They would have sailed in just a few days.
So back then, this wouldn't feel isolated.
This would feel...
No.
It is the top of the world, I would have to say that,
but it's a very rich part of the world when it came to resources.
So it's easy to understand why people decided to live here.
There was plenty of fish in the sea, other marine life that you could live off.
There would be game in the forest and lots of, well, natural resources that would be sought after in other parts of the world and could make for a good living here.
Well, speaking of good living, I'm coming to a Viking feast here tonight.
So I'm looking forward to that.
What can I expect?
Well, you will expect, of course, beautiful Viking women and handsome Viking men.
The best of food is being served.
And of course, the golden meat with the captain of this ship.
You are dressed in the finest Viking clothing.
Yes, I'm dressed correct.
So you're wearing leather trousers, but this is correct for seafarers, is it?
Yes, you have to have something that's stopping the wind.
So I have two levels of cotton under and then i have leather outside and it's
oil on it so the leather is stopping the water and today there's about three knots of wind this
beautiful blue sky the sun's out so we don't need full protective clothing. But have you worn that in tough conditions in big seas and when it's wet?
You need warm clothes and you need leather outside.
So for stopping the wind and the rain.
And you have to move.
You have to use your body in a ship like this.
So then you keep warm.
Okay, well, let's talk about this ship because she's an absolute beauty.
She's a long ship.
What is she based on? She's a replica, but what is she based on originally?
She's based on the Goxta ship, who's from nearby Oslo, west of Oslo.
It's a ship that was used around 900, and she's 23.5 metres long and 5.5 meters wide.
And we use around 8 tons of ballast in her.
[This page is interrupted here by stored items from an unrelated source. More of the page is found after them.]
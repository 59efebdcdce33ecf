//! The user-supplied transformation a processor runs end-to-end.
//!
//! A process consumes requests and emits responses. Returning an empty Vec
//! means the request was absorbed for now (batching, throttling); `finish`
//! lets a process flush whatever it buffered when the pipeline drains.
//!
//! A process that returns `Err` (or panics) for an element does not
//! terminate the pipeline: the element is dropped and its caller observes a
//! timeout. See the resume supervision notes on
//! [`IntoableProcessor`](crate::processor::IntoableProcessor).

use std::future::Future;
use std::marker::PhantomData;

use async_trait::async_trait;

use crate::error::Result;

/// Transforms request elements into response elements.
///
/// # Examples
///
/// ```rust
/// use async_trait::async_trait;
/// use streamgate::error::Result;
/// use streamgate::process::Process;
///
/// struct Shout;
///
/// #[async_trait]
/// impl Process for Shout {
///     type Request = String;
///     type Response = String;
///
///     async fn apply(&mut self, request: String) -> Result<Vec<String>> {
///         Ok(vec![request.to_uppercase()])
///     }
/// }
/// ```
#[async_trait]
pub trait Process: Send {
    /// The type of requests this process accepts
    type Request: Send + 'static;
    /// The type of responses this process emits
    type Response: Send + 'static;

    /// Process one request and emit zero or more responses.
    ///
    /// An order-preserving one-to-one process emits exactly one response per
    /// request; a batching or reordering process may defer emission to later
    /// calls or to [`finish`](Process::finish).
    async fn apply(&mut self, request: Self::Request) -> Result<Vec<Self::Response>>;

    /// Called when the input has drained, allowing final responses.
    async fn finish(&mut self) -> Result<Vec<Self::Response>> {
        Ok(vec![])
    }
}

/// A process that maps requests through a function, one response per request.
pub struct MapProcess<F, R, S> {
    f: F,
    _phantom: PhantomData<(R, S)>,
}

impl<F, R, S> MapProcess<F, R, S> {
    /// Create a new map process
    pub fn new(f: F) -> Self {
        Self {
            f,
            _phantom: PhantomData,
        }
    }
}

#[async_trait]
impl<F, R, S> Process for MapProcess<F, R, S>
where
    F: FnMut(R) -> S + Send + Sync + 'static,
    R: Send + 'static,
    S: Send + 'static,
{
    type Request = R;
    type Response = S;

    async fn apply(&mut self, request: Self::Request) -> Result<Vec<Self::Response>> {
        Ok(vec![(self.f)(request)])
    }
}

/// Helper function to create a process from an async function
pub fn process_fn<F, Fut, R, S>(f: F) -> FnProcess<F, Fut, R, S>
where
    F: FnMut(R) -> Fut + Send,
    Fut: Future<Output = Result<Vec<S>>> + Send,
    R: Send + 'static,
    S: Send + 'static,
{
    FnProcess {
        f,
        _phantom: PhantomData,
    }
}

/// A process created from an async function
pub struct FnProcess<F, Fut, R, S>
where
    F: FnMut(R) -> Fut + Send,
    Fut: Future<Output = Result<Vec<S>>> + Send,
    R: Send + 'static,
    S: Send + 'static,
{
    f: F,
    _phantom: PhantomData<(Fut, R, S)>,
}

#[async_trait]
impl<F, Fut, R, S> Process for FnProcess<F, Fut, R, S>
where
    F: FnMut(R) -> Fut + Send,
    Fut: Future<Output = Result<Vec<S>>> + Send,
    R: Send + 'static,
    S: Send + 'static,
{
    type Request = R;
    type Response = S;

    async fn apply(&mut self, request: Self::Request) -> Result<Vec<Self::Response>> {
        (self.f)(request).await
    }
}
//! In-memory collaborators
//!
//! Reference implementations of [`RemoteStore`], [`SocialGraph`] and
//! [`AuthContext`] over plain collections. They evaluate the full predicate
//! vocabulary, count calls, and can inject latency and failures, which makes
//! them the backend for tests and the simulator.

use crate::error::RemoteError;
use crate::query::{CountProjection, RemoteQuery};
use crate::remote::{AuthContext, RemoteStore, SocialGraph};
use async_trait::async_trait;
use palate_model::{CountRow, FriendRef, RawRecord, UserId};
use parking_lot::{Mutex, RwLock};
use std::collections::{BTreeSet, HashMap};
use std::sync::atomic::{AtomicBool, AtomicU64, Ordering};
use std::time::Duration;

/// Record store backed by a vector
#[derive(Debug, Default)]
pub struct MemoryStore {
    records: RwLock<Vec<RawRecord>>,
    latency: Mutex<Duration>,
    query_log: Mutex<Vec<RemoteQuery>>,
    failing_offsets: Mutex<BTreeSet<usize>>,
    /// Page queries received
    pub query_calls: AtomicU64,
    /// Counting queries received
    pub count_calls: AtomicU64,
    /// Fail every page query
    pub fail_queries: AtomicBool,
    /// Fail every counting query
    pub fail_counts: AtomicBool,
}

impl MemoryStore {
    /// Store holding `records`
    #[must_use]
    pub fn new(records: impl IntoIterator<Item = RawRecord>) -> Self {
        Self {
            records: RwLock::new(records.into_iter().collect()),
            ..Self::default()
        }
    }

    /// Delay every call by `latency`
    #[must_use]
    pub fn with_latency(self, latency: Duration) -> Self {
        self.set_latency(latency);
        self
    }

    /// Change the per-call delay
    pub fn set_latency(&self, latency: Duration) {
        *self.latency.lock() = latency;
    }

    /// Add a record
    pub fn insert(&self, record: RawRecord) {
        self.records.write().push(record);
    }

    /// Number of stored records
    #[must_use]
    pub fn len(&self) -> usize {
        self.records.read().len()
    }

    /// Whether the store is empty
    #[must_use]
    pub fn is_empty(&self) -> bool {
        self.records.read().is_empty()
    }

    /// Fail page queries at `offset` (prefetches included)
    pub fn fail_offset(&self, offset: usize) {
        self.failing_offsets.lock().insert(offset);
    }

    /// Stop failing page queries at `offset`
    pub fn heal_offset(&self, offset: usize) {
        self.failing_offsets.lock().remove(&offset);
    }

    /// Every page query received, in arrival order
    #[must_use]
    pub fn query_log(&self) -> Vec<RemoteQuery> {
        self.query_log.lock().clone()
    }

    /// Page queries received at `offset`
    #[must_use]
    pub fn queries_at(&self, offset: usize) -> usize {
        self.query_log
            .lock()
            .iter()
            .filter(|q| q.offset == offset)
            .count()
    }

    /// Page queries received so far
    #[must_use]
    pub fn query_count(&self) -> u64 {
        self.query_calls.load(Ordering::SeqCst)
    }

    /// Counting queries received so far
    #[must_use]
    pub fn count_count(&self) -> u64 {
        self.count_calls.load(Ordering::SeqCst)
    }

    async fn delay(&self) {
        let latency = *self.latency.lock();
        if !latency.is_zero() {
            tokio::time::sleep(latency).await;
        }
    }
}

#[async_trait]
impl RemoteStore for MemoryStore {
    async fn query(&self, query: &RemoteQuery) -> Result<Vec<RawRecord>, RemoteError> {
        self.query_calls.fetch_add(1, Ordering::SeqCst);
        self.query_log.lock().push(query.clone());
        self.delay().await;

        if self.fail_queries.load(Ordering::SeqCst) || self.failing_offsets.lock().contains(&query.offset) {
            return Err(RemoteError::Unavailable("injected query failure".to_string()));
        }

        let mut matched: Vec<RawRecord> = self
            .records
            .read()
            .iter()
            .filter(|r| query.matches(r))
            .cloned()
            .collect();
        matched.sort_by(|a, b| query.compare(a, b));

        Ok(matched
            .into_iter()
            .skip(query.offset)
            .take(query.limit)
            .map(|mut r| {
                if !query.projection.include_photos {
                    r.photo_refs.clear();
                }
                r
            })
            .collect())
    }

    async fn bulk_count(
        &self,
        owners: &[UserId],
        _projection: &CountProjection,
    ) -> Result<Vec<CountRow>, RemoteError> {
        self.count_calls.fetch_add(1, Ordering::SeqCst);
        self.delay().await;

        if self.fail_counts.load(Ordering::SeqCst) {
            return Err(RemoteError::Unavailable("injected count failure".to_string()));
        }

        let owners: BTreeSet<&UserId> = owners.iter().collect();
        Ok(self
            .records
            .read()
            .iter()
            .filter(|r| owners.contains(&r.owner_id))
            .map(CountRow::from)
            .collect())
    }
}

/// Friend lists keyed by user
#[derive(Debug, Default)]
pub struct MemorySocialGraph {
    friends: RwLock<HashMap<UserId, Vec<FriendRef>>>,
    latency: Mutex<Duration>,
    /// Calls received
    pub calls: AtomicU64,
    /// Fail every call
    pub fail: AtomicBool,
}

impl MemorySocialGraph {
    /// Empty graph
    #[must_use]
    pub fn new() -> Self {
        Self::default()
    }

    /// Graph where `user` is friends with `friends`
    #[must_use]
    pub fn with_friends(user: UserId, friends: impl IntoIterator<Item = FriendRef>) -> Self {
        let graph = Self::new();
        graph.set_friends(user, friends);
        graph
    }

    /// Replace `user`'s friends
    pub fn set_friends(&self, user: UserId, friends: impl IntoIterator<Item = FriendRef>) {
        self.friends.write().insert(user, friends.into_iter().collect());
    }

    /// Delay every call by `latency`
    pub fn set_latency(&self, latency: Duration) {
        *self.latency.lock() = latency;
    }

    /// Calls received so far
    #[must_use]
    pub fn call_count(&self) -> u64 {
        self.calls.load(Ordering::SeqCst)
    }
}

#[async_trait]
impl SocialGraph for MemorySocialGraph {
    async fn friends_of(&self, user: UserId) -> Result<Vec<FriendRef>, RemoteError> {
        self.calls.fetch_add(1, Ordering::SeqCst);
        let latency = *self.latency.lock();
        if !latency.is_zero() {
            tokio::time::sleep(latency).await;
        }
        if self.fail.load(Ordering::SeqCst) {
            return Err(RemoteError::Unavailable("injected social graph failure".to_string()));
        }
        Ok(self.friends.read().get(&user).cloned().unwrap_or_default())
    }
}

/// Auth context with a switchable user
#[derive(Debug, Default)]
pub struct StaticAuth {
    user: RwLock<Option<UserId>>,
}

impl StaticAuth {
    /// Signed in as `user`
    #[must_use]
    pub fn signed_in(user: UserId) -> Self {
        Self {
            user: RwLock::new(Some(user)),
        }
    }

    /// Nobody signed in
    #[must_use]
    pub fn signed_out() -> Self {
        Self::default()
    }

    /// Switch to `user`
    pub fn sign_in(&self, user: UserId) {
        *self.user.write() = Some(user);
    }

    /// Sign the current user out
    pub fn sign_out(&self) {
        *self.user.write() = None;
    }
}

impl AuthContext for StaticAuth {
    fn current_user_id(&self) -> Option<UserId> {
        *self.user.read()
    }
}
And the mast is 18.5 meters.
Is she a ship for war or for trade?
It's a combination ship.
It's an early Viking ship, so this ship you can use as a warship
but you can also use it as a
trading ship
she can have as I said
a lot of ballast
so you can travel
to the big markets in Europe
with a ship like this
but if you need her for a war
you could
use 32 men for her,
and you can use the big sail, 120 square metres,
which is giving a good speed.
You can sail up to 50 knots without problem.
50 knots, that's fast.
That's fast.
Wow.
And you notice we've got little holes here along the edges of the hull for oars.
We're sailing at the moment.
They would have tried to sail.
Rowing would have been exhausting, wouldn't it?
So the crew would have tried to sail where possible.
Yeah.
It's hard to row for many hours, but you have to change the rowers.
So if you have 65 persons, you can change one hour or two.
Then you need to rest a little bit.
Land a Viking longship on island shores.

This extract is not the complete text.